Sam Altman, chief executive officer of OpenAI Inc., during a media tour of the Stargate AI data center in Abilene, Texas, US, on Tuesday, Sept. 23, 2025.

Kyle Grillot | Bloomberg | Getty Images

OpenAI on Monday said the U.S. needs to substantially ramp up its investment in new energy capacity if it wants to stay ahead of China in the race to develop artificial intelligence.

The startup has been inking deals for ambitious infrastructure buildouts in recent months that will require massive amounts of power. The sprawling data centers will push the boundaries of what is possible in the U.S. during a time when the electric grid is already under strain.

“Electricity is not simply a utility,” OpenAI said in a blog post Tuesday. “It’s a strategic asset that is critical to building the AI infrastructure that will secure our leadership on the most consequential technology since electricity itself.”

Read more CNBC tech news

OpenAI shared an 11-page submission with the White House Office of Science and Technology Policy, in which it encouraged the U.S. to commit to building 100 gigawatts of new energy capacity each year.

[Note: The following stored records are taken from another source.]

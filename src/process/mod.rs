//! Supervision of gallery-dl processes
//!
//! - [`registry`] - Live-process registry used by `stop()` to reach every running process
//! - [`supervisor`] - Spawns one process per target and turns its output into events

pub mod registry;
pub mod supervisor;


pub use registry::{HandleId, LiveProcess, ProcessRegistry};
pub use supervisor::{ExitLatch, SupervisorContext, TargetJob, run_target};
#[allow(clippy::unwrap_used, clippy::expect_used)]
#[cfg(test)]
mod tests {
    use super::*;

    fn rules() -> OutputRules {
        OutputRules::new(&OutputConfig::default()).unwrap()
    }

    fn account(max: u32) -> OutputInterpreter {
        OutputInterpreter::new(
            rules(),
            "alice",
            InterpretMode::Account {
                max_already_exists: max,
            },
        )
    }

    fn log_messages(events: &[Event]) -> Vec<String> {
        events
            .iter()
            .filter_map(|e| match e {
                Event::Log { message, .. } => Some(message.clone()),
                _ => None,
            })
            .collect()
    }

    // --- content id ---

    #[test]
    fn content_id_uses_leading_digits() {
        assert_eq!(extract_content_id("123456789_1.jpg"), "123456789");
        assert_eq!(extract_content_id("123456789.mp4"), "123456789");
        assert_eq!(extract_content_id("123456789"), "123456789");
    }

    #[test]
    fn content_id_falls_back_to_stem() {
        assert_eq!(extract_content_id("no_number_here.mp4"), "no_number_here");
        assert_eq!(extract_content_id("123abc.jpg"), "123abc");
        assert_eq!(extract_content_id("archive.tar.gz"), "archive.tar");
        assert_eq!(extract_content_id("noext"), "noext");
    }

    // --- path fragments ---

    #[test]
    fn path_fragment_matches_at_start_or_after_separator() {
        let rules = rules();
        assert!(rules.has_path_fragment("downloads/instagram/alice/1.jpg"));
        assert!(rules.has_path_fragment("./downloads/instagram/alice/1.jpg"));
        assert!(rules.has_path_fragment("/home/u/.cache/gallery-dl/x"));
        assert!(!rules.has_path_fragment("mydownloads/1.jpg"));
        assert!(!rules.has_path_fragment("[instagram][info] no results"));
    }

    // --- line assembly ---

    #[test]
    fn assembler_carries_partial_lines_across_chunks() {
        let mut assembler = LineAssembler::new();
        assert!(assembler.push(b"./downloads/a/1").is_empty());
        let lines = assembler.push(b"23_1.jpg\n./downl");
        assert_eq!(lines, vec!["./downloads/a/123_1.jpg"]);
        let lines = assembler.push(b"oads/a/456.jpg\n\n  \n");
        assert_eq!(lines, vec!["./downloads/a/456.jpg"]);
        assert!(assembler.finish().is_none());
    }

    #[test]
    fn assembler_finish_returns_unterminated_tail() {
        let mut assembler = LineAssembler::new();
        assembler.push(b"first\nsecond  ");
        assert_eq!(assembler.finish().as_deref(), Some("second"));
        assert!(assembler.finish().is_none());
    }

    #[test]
    fn assembler_handles_utf8_split_across_chunks() {
        let mut assembler = LineAssembler::new();
        let text = "downloads/ü.jpg\n".as_bytes();
        let split = text.iter().position(|b| *b > 0x7f).unwrap() + 1;
        assert!(assembler.push(&text[..split]).is_empty());
        assert_eq!(assembler.push(&text[split..]), vec!["downloads/ü.jpg"]);
    }

    // --- new items ---

    #[test]
    fn new_item_emits_file_and_download_log() {
        let mut interp = account(10);
        let out = interp.interpret("./downloads/instagram/alice/123456789_1.jpg");

        assert_eq!(out.directive, Directive::Continue);
        assert_eq!(
            out.events[0],
            Event::File {
                target: "alice".into(),
                file_name: "123456789_1.jpg".into(),
                extension: "JPG".into(),
                new_item_count: 1,
                distinct_content_count: 1,
            }
        );
        assert_eq!(
            log_messages(&out.events),
            vec!["[1] JPG - 123456789_1.jpg... (@alice)"]
        );
    }

    #[test]
    fn files_of_one_post_count_once() {
        let mut interp = account(10);
        interp.interpret("./downloads/instagram/alice/111_1.jpg");
        interp.interpret("./downloads/instagram/alice/111_2.jpg");
        interp.interpret("./downloads/instagram/alice/222.mp4");

        assert_eq!(interp.progress().new_items, 3);
        assert_eq!(interp.progress().distinct_content(), 2);
    }

    #[test]
    fn long_file_names_are_truncated() {
        let mut interp = account(10);
        let name = format!("{}.jpg", "a".repeat(60));
        let out = interp.interpret(&format!("downloads/{name}"));

        match &out.events[0] {
            Event::File { file_name, .. } => assert_eq!(file_name.chars().count(), 40),
            other => panic!("expected file event, got {other:?}"),
        }
        let log = &log_messages(&out.events)[0];
        assert!(log.contains(&format!("{}...", "a".repeat(35))));
    }

    #[test]
    fn unrelated_lines_produce_nothing() {
        let mut interp = account(10);
        assert!(interp.interpret("").events.is_empty());
        assert!(interp.interpret("   ").events.is_empty());
        assert!(interp.interpret("[instagram][info] Fetching").events.is_empty());
        assert!(interp.interpret("# not a path").events.is_empty());
    }

    // --- duplicates ---

    #[test]
    fn first_duplicate_flags_old_content_once() {
        let mut interp = account(10);
        let first = interp.interpret("# ./downloads/instagram/alice/1.jpg");
        let second = interp.interpret("# ./downloads/instagram/alice/2.jpg");

        assert_eq!(
            log_messages(&first.events),
            vec!["Old content detected for @alice..."]
        );
        assert!(second.events.is_empty());
        assert_eq!(interp.progress().duplicate_streak, 2);
    }

    #[test]
    fn streak_reaching_threshold_terminates() {
        let mut interp = account(3);
        interp.interpret("# downloads/1.jpg");
        interp.interpret("# downloads/2.jpg");
        let out = interp.interpret("# downloads/3.jpg");

        assert_eq!(out.directive, Directive::Terminate);
        assert_eq!(
            log_messages(&out.events),
            vec!["@alice up to date (3 old files found)"]
        );
        assert!(interp.progress().is_terminated());

        let after = interp.interpret("./downloads/new.jpg");
        assert!(after.events.is_empty(), "lines after termination are ignored");
        assert_eq!(interp.progress().new_items, 0);
    }

    #[test]
    fn every_tenth_duplicate_reports_skip_progress() {
        let mut interp = account(25);
        let mut skips = Vec::new();
        for i in 1..=20 {
            let out = interp.interpret(&format!("# downloads/{i}.jpg"));
            skips.extend(out.events.into_iter().filter_map(|e| match e {
                Event::Skip {
                    skip_count,
                    threshold,
                    ..
                } => Some((skip_count, threshold)),
                _ => None,
            }));
        }
        assert_eq!(skips, vec![(10, 25), (20, 25)]);
    }

    #[test]
    fn threshold_of_ten_reports_skip_and_up_to_date_on_same_line() {
        let mut interp = account(10);
        for i in 1..10 {
            assert_eq!(
                interp.interpret(&format!("# downloads/{i}.jpg")).directive,
                Directive::Continue
            );
        }
        let out = interp.interpret("# downloads/10.jpg");
        assert_eq!(out.directive, Directive::Terminate);
        assert!(matches!(out.events[0], Event::Skip { skip_count: 10, .. }));
        assert_eq!(
            log_messages(&out.events),
            vec!["@alice up to date (10 old files found)"]
        );
    }

    #[test]
    fn new_item_resets_streak_and_rearms_old_content_log() {
        let mut interp = account(3);
        interp.interpret("# downloads/1.jpg");
        interp.interpret("# downloads/2.jpg");
        interp.interpret("downloads/3.jpg");
        assert_eq!(interp.progress().duplicate_streak, 0);

        let out = interp.interpret("# downloads/4.jpg");
        assert_eq!(
            log_messages(&out.events),
            vec!["Old content detected for @alice..."]
        );
        let out = interp.interpret("# downloads/5.jpg");
        assert_eq!(out.directive, Directive::Continue);
    }

    #[test]
    fn custom_marker_and_fragments_are_honored() {
        let config = OutputConfig {
            exists_marker: '!',
            path_fragments: vec!["media/".to_string()],
            ..Default::default()
        };
        let mut interp = OutputInterpreter::new(
            OutputRules::new(&config).unwrap(),
            "bob",
            InterpretMode::Account {
                max_already_exists: 1,
            },
        );

        assert!(interp.interpret("downloads/1.jpg").events.is_empty());
        assert_eq!(interp.interpret("/srv/media/1.jpg").events.len(), 2);
        assert_eq!(
            interp.interpret("! /srv/media/1.jpg").directive,
            Directive::Terminate
        );
    }

    // --- single URL ---

    #[test]
    fn single_url_counts_every_unmarked_line() {
        let mut interp = OutputInterpreter::new(rules(), "single-url", InterpretMode::SingleUrl);
        let out = interp.interpret("/tmp/elsewhere/987_1.jpg");
        assert_eq!(log_messages(&out.events), vec!["Downloaded: 987_1.jpg"]);

        interp.interpret("987_2.jpg");
        for _ in 0..20 {
            let skipped = interp.interpret("# downloads/old.jpg");
            assert!(skipped.events.is_empty());
            assert_eq!(skipped.directive, Directive::Continue);
        }
        assert_eq!(interp.progress().new_items, 2);
        assert_eq!(interp.progress().distinct_content(), 1);
    }

    // --- stderr ---

    #[test]
    fn stderr_noise_is_dropped() {
        let interp = account(10);
        assert!(
            interp
                .interpret_stderr("[download][info] Trying fallback URL #2")
                .is_empty()
        );
        assert!(interp.interpret_stderr("youtube_dl not installed").is_empty());
    }

    #[test]
    fn stderr_auth_failure_raises_cookie_expired() {
        let interp = account(10);
        let events = interp.interpret_stderr("[instagram][error] HTTP 401 Unauthorized");

        assert_eq!(events.len(), 2);
        assert_eq!(events[0].name(), "cookie-expired");
        assert_eq!(
            log_messages(&events),
            vec!["COOKIE EXPIRED - @alice: [instagram][error] HTTP 401 Unauthorized"]
        );
    }

    #[test]
    fn stderr_auth_failure_is_case_insensitive() {
        let interp = account(10);
        let events = interp.interpret_stderr("LoginRequired: redirected");
        assert_eq!(events[0].name(), "cookie-expired");
        let events = interp.interpret_stderr("Please wait a few minutes before you try again.");
        assert_eq!(events[0].name(), "cookie-expired");
    }

    #[test]
    fn stderr_other_lines_become_error_logs() {
        let interp = account(10);
        assert_eq!(
            log_messages(&interp.interpret_stderr("[instagram][error] 404 Not Found")),
            vec!["Error: [instagram][error] 404 Not Found (@alice)"]
        );
        assert!(
            interp
                .interpret_stderr("[warning] cookies file has no entries")
                .is_empty()
        );
    }

    #[test]
    fn stderr_in_single_url_mode_is_a_warning() {
        let interp = OutputInterpreter::new(rules(), "single-url", InterpretMode::SingleUrl);
        assert_eq!(
            log_messages(&interp.interpret_stderr("something odd")),
            vec!["Warning: something odd"]
        );
    }
}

A gigawatt is a measure of power, and 10 gigawatts is roughly equivalent to the annual power consumption of 8 million U.S. households, according to a CNBC analysis of data from the Energy Information Administration.

OpenAI said that China added 429 gigawatts of new power capacity last year, while the U.S. added 51 gigawatts. The company said this disparity is creating an “electron gap” that is putting the U.S. at risk of falling behind.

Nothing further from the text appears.